More than 90% of physicians, nurses, and pharmacists are concerned about COVID-19 affecting their patients, whereas 68% of doctors and 67% of nurses feel they are reasonably prepared for a COVID-19 outbreak in their area.
In a recent study conducted by Toluna, over 90% of physicians, nurses, and pharmacists are concerned about the novel coronavirus (COVID-19) affecting their patients, whereas 68% of doctors and 67% of nurses feel they are reasonably prepared for a COVID-19 outbreak in their local area.
Data were gathered from more than 500 physicians and 250 nurses and pharmacists throughout the course of 3 days, from February 28, 2020, to March 5, 2020. In addition, 1000 US consumers were surveyed in less than 24 hours on March 2, 2020.
When asked about the media’s influence on the implications of the spread of COVID-19, 70% of nurses and pharmacists and 59% of physicians feel that the media is overplaying the virus.

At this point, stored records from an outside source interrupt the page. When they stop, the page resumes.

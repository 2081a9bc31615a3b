use axum::extract::{rejection::JsonRejection, FromRequest};
use axum::http::StatusCode;
use axum::response::{IntoResponse, Response};
use serde::{Deserialize, Serialize};
use serde_json::{json, Map, Value};

use super::urls::UrlBuilder;
use crate::domain::{
    error::RepoError,
    tag::{Tag, TagSummary},
    todo::{Todo, TodoSummary},
};

#[derive(Debug, Serialize, Deserialize)]
pub struct ErrorBody { pub error: String }

#[derive(Debug)]
pub struct ApiError {
    pub status: StatusCode,
    pub message: String,
}

impl ApiError {
    pub fn bad_request(message: impl Into<String>) -> Self {
        Self { status: StatusCode::BAD_REQUEST, message: message.into() }
    }
}

impl IntoResponse for ApiError {
    fn into_response(self) -> Response {
        (self.status, axum::Json(ErrorBody { error: self.message })).into_response()
    }
}

impl From<RepoError> for ApiError {
    fn from(err: RepoError) -> Self {
        match err {
            RepoError::Validation(message) => Self::bad_request(message),
            RepoError::NotFound { entity, .. } => {
                Self { status: StatusCode::NOT_FOUND, message: format!("{entity} not found") }
            }
            RepoError::Storage(source) => {
                tracing::error!(error = %source, "storage failure");
                Self { status: StatusCode::INTERNAL_SERVER_ERROR, message: "storage failure".into() }
            }
        }
    }
}

impl From<JsonRejection> for ApiError {
    fn from(rejection: JsonRejection) -> Self {
        Self { status: rejection.status(), message: rejection.body_text() }
    }
}

/// A JSON request body whose rejections render as [`ApiError`].
#[derive(FromRequest)]
#[from_request(via(axum::Json), rejection(ApiError))]
pub struct JsonBody<T>(pub T);

pub fn parse_id(s: &str) -> Result<i64, ApiError> {
    s.parse::<i64>().map_err(|_| ApiError::bad_request("invalid id"))
}

/// Field access on a decoded request body.
pub struct Fields<'a>(&'a Map<String, Value>);

impl<'a> Fields<'a> {
    pub fn of(body: &'a Value) -> Result<Self, ApiError> {
        body.as_object().map(Fields).ok_or_else(|| ApiError::bad_request("body must be a JSON object"))
    }

    pub fn required_title(&self) -> Result<String, ApiError> {
        self.optional_title()?.ok_or_else(|| ApiError::bad_request("'title' is a required field"))
    }

    pub fn optional_title(&self) -> Result<Option<String>, ApiError> {
        match self.0.get("title") {
            None => Ok(None),
            Some(Value::String(title)) if !title.is_empty() => Ok(Some(title.clone())),
            Some(_) => Err(ApiError::bad_request("'title' must be a str with at least one char")),
        }
    }

    pub fn optional_bool(&self, name: &str) -> Result<Option<bool>, ApiError> {
        match self.0.get(name) {
            None => Ok(None),
            Some(Value::Bool(b)) => Ok(Some(*b)),
            Some(_) => Err(ApiError::bad_request(format!("'{name}' must be a bool"))),
        }
    }

    pub fn optional_int(&self, name: &str) -> Result<Option<i64>, ApiError> {
        match self.0.get(name) {
            None => Ok(None),
            Some(value) => value
                .as_i64()
                .map(Some)
                .ok_or_else(|| ApiError::bad_request(format!("'{name}' must be an int"))),
        }
    }

    pub fn required_int(&self, name: &str) -> Result<i64, ApiError> {
        self.optional_int(name)?
            .ok_or_else(|| ApiError::bad_request(format!("'{name}' is a required field")))
    }

    /// An integer id, also accepted as a string of digits (`"3"`).
    pub fn required_id(&self, name: &str) -> Result<i64, ApiError> {
        match self.0.get(name) {
            Some(Value::String(s)) if !s.is_empty() && s.bytes().all(|b| b.is_ascii_digit()) => {
                s.parse().map_err(|_| ApiError::bad_request(format!("'{name}' must be an int")))
            }
            _ => self.required_int(name),
        }
    }
}

pub fn todo_json(t: &Todo, urls: &UrlBuilder) -> Value {
    json!({
        "id": t.id,
        "title": t.title,
        "completed": t.completed,
        "order": t.order,
        "tags": t.tags,
        "url": urls.todo(t.id),
    })
}

pub fn todo_summary_json(t: &TodoSummary, urls: &UrlBuilder) -> Value {
    json!({ "id": t.id, "title": t.title, "completed": t.completed, "order": t.order, "url": urls.todo(t.id) })
}

pub fn tag_json(t: &Tag, urls: &UrlBuilder) -> Value {
    json!({ "id": t.id, "title": t.title, "todos": t.todos, "url": urls.tag(t.id) })
}

pub fn tag_summary_json(t: &TagSummary, urls: &UrlBuilder) -> Value {
    json!({ "id": t.id, "title": t.title, "url": urls.tag(t.id) })
}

Additionally, 68% of nurses and pharmacists and 46% of physicians have had their patients ask for suggestions and recommendations to help protect them from COVID-19. Suggestions from physicians include following CDC guidelines, proper hand hygiene, and avoiding touching your face. Nurses and pharmacists recommend proper hand washing, staying away from sick people/staying home if you are sick, and sanitizing surfaces.
In the separate survey regarding consumer preparedness for COVID-19, only 9% of consumers felt “extremely knowledgeable,” while 50% feel “somewhat knowledgeable.” When asked whether behaviors have changed since the beginning of the COVID-19 outbreak, 62% of consumers feel that they have not changed, while the other 38% feel they have.

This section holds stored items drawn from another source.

use axum::{extract::{Path, State}, routing::get, Json, Router};
use axum::http::StatusCode;
use axum::response::IntoResponse;
use serde_json::Value;

use super::AppState;
use crate::domain::{
    repository::{TagRepository, TodoRepository},
    tag::{CreateTag, TagId, UpdateTag},
};
use crate::http::types::{parse_id, tag_json, todo_summary_json, ApiError, Fields, JsonBody};

pub fn router<T, G>(state: AppState<T, G>) -> Router
where
    T: TodoRepository + Clone,
    G: TagRepository + Clone,
{
    let collection = get(list_tags::<T, G>).post(create_tag::<T, G>).delete(delete_tags::<T, G>);
    let todos = get(list_todos::<T, G>);
    Router::new()
        .route("/tags", collection.clone())
        .route("/tags/", collection)
        .route("/tags/:id", get(get_tag::<T, G>).patch(update_tag::<T, G>).delete(delete_tag::<T, G>))
        .route("/tags/:id/todos", todos.clone())
        .route("/tags/:id/todos/", todos)
        .with_state(state)
}

async fn list_tags<T, G: TagRepository>(State(state): State<AppState<T, G>>) -> Result<Json<Value>, ApiError> {
    let tags = state.tags.list_all().await?;
    Ok(Json(tags.iter().map(|t| tag_json(t, &state.urls)).collect()))
}

async fn create_tag<T, G: TagRepository>(State(state): State<AppState<T, G>>, JsonBody(body): JsonBody<Value>) -> Result<impl IntoResponse, ApiError> {
    let title = Fields::of(&body)?.required_title()?;
    let tag = state.tags.create(CreateTag { title }).await?;
    let location = state.urls.tag(tag.id);
    Ok((StatusCode::CREATED, [(::http::header::LOCATION, location)], Json(tag_json(&tag, &state.urls))))
}

async fn delete_tags<T, G: TagRepository>(State(state): State<AppState<T, G>>) -> Result<StatusCode, ApiError> {
    state.tags.delete_all().await?;
    Ok(StatusCode::NO_CONTENT)
}

async fn get_tag<T, G: TagRepository>(State(state): State<AppState<T, G>>, Path(id): Path<String>) -> Result<Json<Value>, ApiError> {
    let id = TagId(parse_id(&id)?);
    let tag = state.tags.get(id).await?;
    Ok(Json(tag_json(&tag, &state.urls)))
}

async fn update_tag<T, G: TagRepository>(State(state): State<AppState<T, G>>, Path(id): Path<String>, JsonBody(body): JsonBody<Value>) -> Result<Json<Value>, ApiError> {
    let id = TagId(parse_id(&id)?);
    let title = Fields::of(&body)?.optional_title()?;
    let tag = state.tags.update(id, UpdateTag { title }).await?;
    Ok(Json(tag_json(&tag, &state.urls)))
}

async fn delete_tag<T, G: TagRepository>(State(state): State<AppState<T, G>>, Path(id): Path<String>) -> Result<StatusCode, ApiError> {
    let id = TagId(parse_id(&id)?);
    state.tags.delete(id).await?;
    Ok(StatusCode::NO_CONTENT)
}

async fn list_todos<T, G: TagRepository>(State(state): State<AppState<T, G>>, Path(id): Path<String>) -> Result<Json<Value>, ApiError> {
    let id = TagId(parse_id(&id)?);
    let todos = state.tags.list_todos(id).await?;
    Ok(Json(todos.iter().map(|t| todo_summary_json(t, &state.urls)).collect()))
}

“Public anxiety can escalate during times of uncertainty,” said Nick Langeveld, managing director of North America for Toluna, in an email to Pharmacy Times®. “Access to information, especially realistic perspectives from those on the front line of public health, can calm fears. Toluna has a panel community of 30 million members, including physicians, nurses and pharmacists, who can share insights and accurate information, quickly and on a global scale. It is important that we engage our community of clinicians about COVID-19. We want to ensure their voices are heard.”